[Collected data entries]

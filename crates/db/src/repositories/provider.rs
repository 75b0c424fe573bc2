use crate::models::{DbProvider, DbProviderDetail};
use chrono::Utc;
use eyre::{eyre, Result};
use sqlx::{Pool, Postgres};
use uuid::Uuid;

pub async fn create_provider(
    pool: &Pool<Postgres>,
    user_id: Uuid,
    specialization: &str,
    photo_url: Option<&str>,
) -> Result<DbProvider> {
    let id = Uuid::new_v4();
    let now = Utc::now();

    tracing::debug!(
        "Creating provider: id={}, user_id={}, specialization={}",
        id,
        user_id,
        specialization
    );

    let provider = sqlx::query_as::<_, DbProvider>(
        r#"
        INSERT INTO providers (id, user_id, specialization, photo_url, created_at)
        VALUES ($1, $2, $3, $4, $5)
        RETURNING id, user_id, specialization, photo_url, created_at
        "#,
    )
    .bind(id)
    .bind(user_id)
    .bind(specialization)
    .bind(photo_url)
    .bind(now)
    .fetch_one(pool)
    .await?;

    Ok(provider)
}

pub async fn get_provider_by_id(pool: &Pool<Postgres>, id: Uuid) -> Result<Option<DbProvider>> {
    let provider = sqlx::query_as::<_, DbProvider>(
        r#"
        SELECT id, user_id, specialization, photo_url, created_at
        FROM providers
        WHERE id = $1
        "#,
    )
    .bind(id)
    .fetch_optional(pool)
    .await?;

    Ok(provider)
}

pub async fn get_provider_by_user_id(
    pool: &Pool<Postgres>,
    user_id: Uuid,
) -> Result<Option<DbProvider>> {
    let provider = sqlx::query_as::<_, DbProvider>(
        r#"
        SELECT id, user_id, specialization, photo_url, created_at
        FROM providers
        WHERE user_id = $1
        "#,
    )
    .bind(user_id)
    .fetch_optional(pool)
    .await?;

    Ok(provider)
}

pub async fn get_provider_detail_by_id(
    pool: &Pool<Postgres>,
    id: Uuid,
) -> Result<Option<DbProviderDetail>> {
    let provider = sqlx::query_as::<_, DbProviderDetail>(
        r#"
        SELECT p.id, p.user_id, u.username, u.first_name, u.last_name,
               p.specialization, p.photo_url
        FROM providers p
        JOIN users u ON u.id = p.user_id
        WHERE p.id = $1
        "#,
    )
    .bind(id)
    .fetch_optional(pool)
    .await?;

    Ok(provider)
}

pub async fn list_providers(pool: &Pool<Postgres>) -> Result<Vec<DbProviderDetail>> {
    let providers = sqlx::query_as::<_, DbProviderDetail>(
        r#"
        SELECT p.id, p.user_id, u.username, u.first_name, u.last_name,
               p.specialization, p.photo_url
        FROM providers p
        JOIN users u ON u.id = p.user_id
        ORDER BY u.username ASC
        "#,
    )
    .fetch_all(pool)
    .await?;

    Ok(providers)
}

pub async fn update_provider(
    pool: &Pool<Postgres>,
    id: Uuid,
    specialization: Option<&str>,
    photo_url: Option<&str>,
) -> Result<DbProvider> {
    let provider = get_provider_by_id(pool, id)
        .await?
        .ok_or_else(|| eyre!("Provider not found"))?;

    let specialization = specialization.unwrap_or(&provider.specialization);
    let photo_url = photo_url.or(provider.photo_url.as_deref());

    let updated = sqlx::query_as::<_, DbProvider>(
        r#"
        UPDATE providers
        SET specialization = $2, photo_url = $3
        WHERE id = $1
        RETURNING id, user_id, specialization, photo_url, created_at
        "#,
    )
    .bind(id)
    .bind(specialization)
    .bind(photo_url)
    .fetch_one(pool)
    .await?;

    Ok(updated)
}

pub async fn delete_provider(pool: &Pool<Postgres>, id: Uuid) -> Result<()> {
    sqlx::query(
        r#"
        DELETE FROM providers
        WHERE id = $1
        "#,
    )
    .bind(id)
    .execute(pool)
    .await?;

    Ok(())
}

AIM OF THE TASK: Copy exactly. Start at the line containing "WHERE p.id = $1" and continue through the last line of the records.

EXERCISE ANSWER:
        WHERE p.id = $1
        "#,
    )
    .bind(id)
    .fetch_optional(pool)
    .await?;

    Ok(provider)
}

pub async fn list_providers(pool: &Pool<Postgres>) -> Result<Vec<DbProviderDetail>> {
    let providers = sqlx::query_as::<_, DbProviderDetail>(
        r#"
        SELECT p.id, p.user_id, u.username, u.first_name, u.last_name,
               p.specialization, p.photo_url
        FROM providers p
        JOIN users u ON u.id = p.user_id
        ORDER BY u.username ASC
        "#,
    )
    .fetch_all(pool)
    .await?;

    Ok(providers)
}

pub async fn update_provider(
    pool: &Pool<Postgres>,
    id: Uuid,
    specialization: Option<&str>,
    photo_url: Option<&str>,
) -> Result<DbProvider> {
    let provider = get_provider_by_id(pool, id)
        .await?
        .ok_or_else(|| eyre!("Provider not found"))?;

    let specialization = specialization.unwrap_or(&provider.specialization);
    let photo_url = photo_url.or(provider.photo_url.as_deref());

    let updated = sqlx::query_as::<_, DbProvider>(
        r#"
        UPDATE providers
        SET specialization = $2, photo_url = $3
        WHERE id = $1
        RETURNING id, user_id, specialization, photo_url, created_at
        "#,
    )
    .bind(id)
    .bind(specialization)
    .bind(photo_url)
    .fetch_one(pool)
    .await?;

    Ok(updated)
}

pub async fn delete_provider(pool: &Pool<Postgres>, id: Uuid) -> Result<()> {
    sqlx::query(
        r#"
        DELETE FROM providers
        WHERE id = $1
        "#,
    )
    .bind(id)
    .execute(pool)
    .await?;

    Ok(())
}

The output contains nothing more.